--- TASK STATEMENT ---
Determine the number of lines below that contain the string "matching", and state only that number.

(Collected data)
BEGIN

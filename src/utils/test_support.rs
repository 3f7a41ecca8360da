//! Fixture builders shared by unit and integration tests
//!
//! Compiled into the library so `tests/` can reuse the same builders as
//! the inline test modules.

use crate::models::{
    Address, ChildRecord, Family, FamilyUnit, Gender, GrandparentGroup, ParentLink, Relationship,
    Student,
};
use chrono::NaiveDate;

/// A student with a default (unknown) address and no birth date
#[must_use]
pub fn student(id: &str, gender: Gender, batch: &str) -> Student {
    Student {
        id: id.to_string(),
        first_name: id.to_string(),
        father_name: None,
        gender,
        batch: batch.to_string(),
        address: Address::default(),
        birth_date: None,
    }
}

/// A student at a specific address
#[must_use]
pub fn student_at(id: &str, gender: Gender, batch: &str, address: Address) -> Student {
    Student {
        address,
        ..student(id, gender, batch)
    }
}

/// A parent link with a default address and no birth date
#[must_use]
pub fn parent(id: &str) -> ParentLink {
    ParentLink {
        student_id: id.to_string(),
        full_name: id.to_string(),
        address: Address::default(),
        birth_date: None,
    }
}

/// A parent link with an address and birth date
#[must_use]
pub fn parent_at(id: &str, address: Address, birth_date: Option<NaiveDate>) -> ParentLink {
    ParentLink {
        address,
        birth_date,
        ..parent(id)
    }
}

/// A childless unit with both parents present
#[must_use]
pub fn unit(father_id: &str, mother_id: &str) -> FamilyUnit {
    FamilyUnit {
        father: Some(parent(father_id)),
        mother: Some(parent(mother_id)),
        children: Vec::new(),
    }
}

/// Add children to a unit, numbering birth orders from one
#[must_use]
pub fn with_children(mut unit: FamilyUnit, children: &[(&str, Relationship)]) -> FamilyUnit {
    let offset = unit.children.len() as u32;
    for (i, (id, relationship)) in children.iter().enumerate() {
        unit.children.push(ChildRecord {
            student_id: (*id).to_string(),
            full_name: (*id).to_string(),
            relationship: *relationship,
            birth_order: offset + i as u32 + 1,
            address: Address::default(),
        });
    }
    unit
}

/// A family with a single grandparent group holding one unit
#[must_use]
pub fn family_with_unit(id: &str, batch: &str, unit: FamilyUnit) -> Family {
    family_with_units(id, batch, vec![unit])
}

/// A family with a single grandparent group holding several units
#[must_use]
pub fn family_with_units(id: &str, batch: &str, units: Vec<FamilyUnit>) -> Family {
    Family {
        id: id.to_string(),
        name: format!("{id} Family"),
        batch: batch.to_string(),
        allow_other_batches: false,
        groups: vec![GrandparentGroup { label: None, units }],
    }
}
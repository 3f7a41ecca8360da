//! Student entity model
//!
//! Students are the pool from which children are assigned to family
//! units. The engine treats student records as read-only; only family
//! documents are ever written back.

use super::address::Address;
use super::types::Gender;
use chrono::NaiveDate;
use serde::{Deserialize, Serialize};

/// A student eligible for placement as a child in a family unit
#[derive(Debug, Clone, PartialEq, Serialize, Deserialize)]
pub struct Student {
    /// Unique student identifier
    pub id: String,
    /// Given name
    pub first_name: String,
    /// Father's name (patronymic), when recorded
    #[serde(default, skip_serializing_if = "Option::is_none")]
    pub father_name: Option<String>,
    /// Gender of the student
    pub gender: Gender,
    /// Batch (intake cohort) designation
    pub batch: String,
    /// Address at all four administrative levels
    #[serde(default)]
    pub address: Address,
    /// Date of birth, when recorded (used only by the age filter)
    #[serde(default, skip_serializing_if = "Option::is_none")]
    pub birth_date: Option<NaiveDate>,
}

impl Student {
    /// Full display name: given name followed by the father's name
    #[must_use]
    pub fn full_name(&self) -> String {
        match &self.father_name {
            Some(father) => format!("{} {}", self.first_name, father),
            None => self.first_name.clone(),
        }
    }
}

#[cfg(test)]
mod tests {
    use super::*;

    #[test]
    fn test_full_name_with_and_without_patronymic() {
        let mut student = Student {
            id: "S1".to_string(),
            first_name: "Abel".to_string(),
            father_name: Some("Tesfaye".to_string()),
            gender: Gender::Male,
            batch: "2015".to_string(),
            address: Address::default(),
            birth_date: None,
        };
        assert_eq!(student.full_name(), "Abel Tesfaye");

        student.father_name = None;
        assert_eq!(student.full_name(), "Abel");
    }
}
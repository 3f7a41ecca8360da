//! Location signature extraction
//!
//! A location signature is an address truncated to a configurable
//! granularity, built coarsest-to-finest (region down to kebele). Missing
//! components stay unknown, and an unknown component never matches
//! another unknown component; absent data must not manufacture matches.

use crate::models::{Address, ParentLink};
use smallvec::SmallVec;
use std::fmt;
use std::str::FromStr;

/// Address granularity, from coarsest to finest
#[derive(Debug, Clone, Copy, PartialEq, Eq, PartialOrd, Ord)]
pub enum Granularity {
    /// Region only
    Region,
    /// Region + zone
    Zone,
    /// Region + zone + wereda
    Wereda,
    /// Region + zone + wereda + kebele
    Kebele,
}

impl Granularity {
    /// Number of address components the granularity spans
    #[must_use]
    pub const fn depth(self) -> usize {
        match self {
            Self::Region => 1,
            Self::Zone => 2,
            Self::Wereda => 3,
            Self::Kebele => 4,
        }
    }
}

impl fmt::Display for Granularity {
    fn fmt(&self, f: &mut fmt::Formatter<'_>) -> fmt::Result {
        match self {
            Self::Region => write!(f, "region"),
            Self::Zone => write!(f, "zone"),
            Self::Wereda => write!(f, "wereda"),
            Self::Kebele => write!(f, "kebele"),
        }
    }
}

impl FromStr for Granularity {
    type Err = String;

    fn from_str(s: &str) -> Result<Self, Self::Err> {
        match s.to_ascii_lowercase().as_str() {
            "region" => Ok(Self::Region),
            "zone" => Ok(Self::Zone),
            "wereda" => Ok(Self::Wereda),
            "kebele" => Ok(Self::Kebele),
            other => Err(format!("unknown granularity: {other}")),
        }
    }
}

/// An address truncated to a granularity, coarsest component first
///
/// Components that are absent in the source address are `None` and are
/// treated as unmatchable.
#[derive(Debug, Clone, PartialEq, Eq)]
pub struct LocationSignature {
    levels: SmallVec<[Option<String>; 4]>,
}

impl LocationSignature {
    /// Derive the signature of an address at the given granularity
    #[must_use]
    pub fn of(address: &Address, granularity: Granularity) -> Self {
        let components = [
            address.region.as_ref(),
            address.zone.as_ref(),
            address.wereda.as_ref(),
            address.kebele.as_ref(),
        ];
        let levels = components
            .into_iter()
            .take(granularity.depth())
            .map(|c| c.map(|s| s.trim().to_string()).filter(|s| !s.is_empty()))
            .collect();
        Self { levels }
    }

    /// Number of levels in the signature
    #[must_use]
    pub fn depth(&self) -> usize {
        self.levels.len()
    }

    /// Whether every level of the signature is unknown
    #[must_use]
    pub fn is_unknown(&self) -> bool {
        self.levels.iter().all(Option::is_none)
    }

    /// Count of consecutive matching components, starting from the
    /// coarsest level
    ///
    /// A level matches only when both sides are known and equal.
    #[must_use]
    pub fn match_depth(&self, other: &Self) -> usize {
        self.levels
            .iter()
            .zip(other.levels.iter())
            .take_while(|(a, b)| match (a, b) {
                (Some(a), Some(b)) => a == b,
                _ => false,
            })
            .count()
    }

    /// Whether every level matches, down to the full depth of both
    /// signatures
    #[must_use]
    pub fn matches(&self, other: &Self) -> bool {
        let depth = self.depth().min(other.depth());
        depth > 0 && self.match_depth(other) == depth
    }

    /// The known component at the given level, coarsest first
    #[must_use]
    pub fn level(&self, index: usize) -> Option<&str> {
        self.levels.get(index).and_then(|l| l.as_deref())
    }
}

impl fmt::Display for LocationSignature {
    fn fmt(&self, f: &mut fmt::Formatter<'_>) -> fmt::Result {
        for (i, level) in self.levels.iter().enumerate() {
            if i > 0 {
                write!(f, "/")?;
            }
            write!(f, "{}", level.as_deref().unwrap_or("?"))?;
        }
        Ok(())
    }
}

/// Derive a family unit's signature from its parents
///
/// The father's address is authoritative; the mother's is used when the
/// father's address is entirely unknown at the requested granularity.
#[must_use]
pub fn unit_signature(
    father: &ParentLink,
    mother: &ParentLink,
    granularity: Granularity,
) -> LocationSignature {
    let signature = LocationSignature::of(&father.address, granularity);
    if signature.is_unknown() {
        LocationSignature::of(&mother.address, granularity)
    } else {
        signature
    }
}
//! Progress reporting utilities for long-running operations
//!
//! Standardized progress reporting built on the indicatif crate, used by
//! the plan executor's per-family persistence loop and the CLI.

use indicatif::{ProgressBar, ProgressStyle};
use std::time::Duration;

/// Default style for a main progress bar
pub const DEFAULT_MAIN_TEMPLATE: &str =
    "{spinner:.green} [{elapsed_precise}] [{wide_bar:.cyan/blue}] {pos}/{len} {msg}";

/// Create a main progress bar with a standardized style
///
/// # Arguments
/// * `length` - Total length for the progress bar
/// * `description` - Optional description to display as the initial message
#[must_use]
pub fn create_main_progress_bar(length: u64, description: Option<&str>) -> ProgressBar {
    let pb = ProgressBar::new(length);
    pb.set_style(
        ProgressStyle::default_bar()
            .template(DEFAULT_MAIN_TEMPLATE)
            .unwrap()
            .progress_chars("#>-"),
    );

    if let Some(desc) = description {
        pb.set_message(desc.to_string());
    }

    pb
}

/// Create a spinner progress bar for operations without a known length
#[must_use]
pub fn create_spinner(message: Option<&str>) -> ProgressBar {
    let pb = ProgressBar::new_spinner();
    pb.set_style(
        ProgressStyle::default_spinner()
            .template("{spinner:.green} {elapsed_precise} {msg}")
            .unwrap(),
    );

    if let Some(msg) = message {
        pb.set_message(msg.to_string());
    }

    pb.enable_steady_tick(Duration::from_millis(100));

    pb
}

/// Finish a progress bar with a completion message
///
/// # Arguments
/// * `pb` - The `ProgressBar` to finish
/// * `message` - Optional completion message
pub fn finish_progress_bar(pb: &ProgressBar, message: Option<&str>) {
    if let Some(msg) = message {
        pb.finish_with_message(msg.to_string());
    } else {
        pb.finish();
    }
}
//! Candidate scoring for both objective modes
//!
//! Homogeneous mode scores a candidate by how deeply their address
//! agrees with the family unit's address at the configured granularity.
//! Heterogeneous mode scores a candidate by how many distinct locations
//! the unit's children would span if the candidate joined them.

use super::location::LocationSignature;

/// Diversity score of a unit with no children: the candidate alone
/// represents one location
pub const DIVERSITY_BASELINE: f64 = 1.0;

/// Result of comparing a candidate's signature against a unit's
#[derive(Debug, Clone, PartialEq)]
pub struct MatchOutcome {
    /// Consecutive matching components, from the coarsest level
    pub depth: usize,
    /// Whether every component matched down to the configured granularity
    pub full: bool,
    /// The finest matched component, present only on a full match so the
    /// match-rate metric stays honest
    pub label: Option<String>,
}

/// Compare a candidate student's signature against a family unit's
///
/// Both signatures must have been derived at the same granularity.
#[must_use]
pub fn address_match(unit: &LocationSignature, candidate: &LocationSignature) -> MatchOutcome {
    let depth = unit.match_depth(candidate);
    let full = depth > 0 && depth == unit.depth().min(candidate.depth());
    let label = if full {
        candidate.level(depth - 1).map(str::to_string)
    } else {
        None
    };
    MatchOutcome { depth, full, label }
}

/// Number of mutually non-matching signatures in the given set
///
/// Signatures with unknown components never match anything, so they each
/// count as their own location.
fn distinct_locations(signatures: &[&LocationSignature]) -> usize {
    let mut representatives: Vec<&LocationSignature> = Vec::new();
    for signature in signatures {
        if !representatives.iter().any(|r| r.matches(signature)) {
            representatives.push(signature);
        }
    }
    representatives.len()
}

/// Diversity score for adding a candidate to a unit
///
/// The score is the number of distinct locations represented among the
/// unit's children plus the candidate; higher means the candidate adds
/// more geographic spread. A unit with no children scores
/// [`DIVERSITY_BASELINE`].
#[must_use]
pub fn diversity_score(siblings: &[LocationSignature], candidate: &LocationSignature) -> f64 {
    if siblings.is_empty() {
        return DIVERSITY_BASELINE;
    }
    let mut all: Vec<&LocationSignature> = siblings.iter().collect();
    all.push(candidate);
    distinct_locations(&all) as f64
}

#[cfg(test)]
mod tests {
    use super::*;
    use crate::algorithm::assignment::location::Granularity;
    use crate::models::Address;

    fn sig(region: &str, zone: &str, wereda: &str, kebele: &str, granularity: Granularity) -> LocationSignature {
        LocationSignature::of(&Address::new(kebele, wereda, zone, region), granularity)
    }

    #[test]
    fn test_full_match_carries_label() {
        let unit = sig("Amhara", "North Gondar", "Debark", "03", Granularity::Wereda);
        let candidate = sig("Amhara", "North Gondar", "Debark", "09", Granularity::Wereda);
        let outcome = address_match(&unit, &candidate);
        assert!(outcome.full);
        assert_eq!(outcome.depth, 3);
        assert_eq!(outcome.label.as_deref(), Some("Debark"));
    }

    #[test]
    fn test_partial_match_has_no_label() {
        let unit = sig("Amhara", "North Gondar", "Debark", "03", Granularity::Wereda);
        let candidate = sig("Amhara", "South Wollo", "Dessie", "01", Granularity::Wereda);
        let outcome = address_match(&unit, &candidate);
        assert!(!outcome.full);
        assert_eq!(outcome.depth, 1);
        assert_eq!(outcome.label, None);
    }

    #[test]
    fn test_unknown_addresses_never_match() {
        let unit = LocationSignature::of(&Address::default(), Granularity::Region);
        let candidate = LocationSignature::of(&Address::default(), Granularity::Region);
        let outcome = address_match(&unit, &candidate);
        assert!(!outcome.full);
        assert_eq!(outcome.depth, 0);
    }

    #[test]
    fn test_diversity_baseline_for_childless_unit() {
        let candidate = sig("Oromia", "Arsi", "Asella", "01", Granularity::Kebele);
        assert_eq!(diversity_score(&[], &candidate), DIVERSITY_BASELINE);
    }

    #[test]
    fn test_diversity_rewards_new_location() {
        let siblings = vec![sig("Oromia", "Arsi", "Asella", "01", Granularity::Kebele)];
        let same = sig("Oromia", "Arsi", "Asella", "01", Granularity::Kebele);
        let different = sig("Sidama", "Hawassa", "Tabor", "05", Granularity::Kebele);
        assert_eq!(diversity_score(&siblings, &same), 1.0);
        assert_eq!(diversity_score(&siblings, &different), 2.0);
    }

    #[test]
    fn test_diversity_counts_unknowns_separately() {
        let siblings = vec![
            LocationSignature::of(&Address::default(), Granularity::Kebele),
            LocationSignature::of(&Address::default(), Granularity::Kebele),
        ];
        let candidate = sig("Afar", "Awsi", "Asaita", "02", Granularity::Kebele);
        // Two unknown siblings cannot collapse into one location.
        assert_eq!(diversity_score(&siblings, &candidate), 3.0);
    }
}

END

--- WORKED SOLUTION ---
3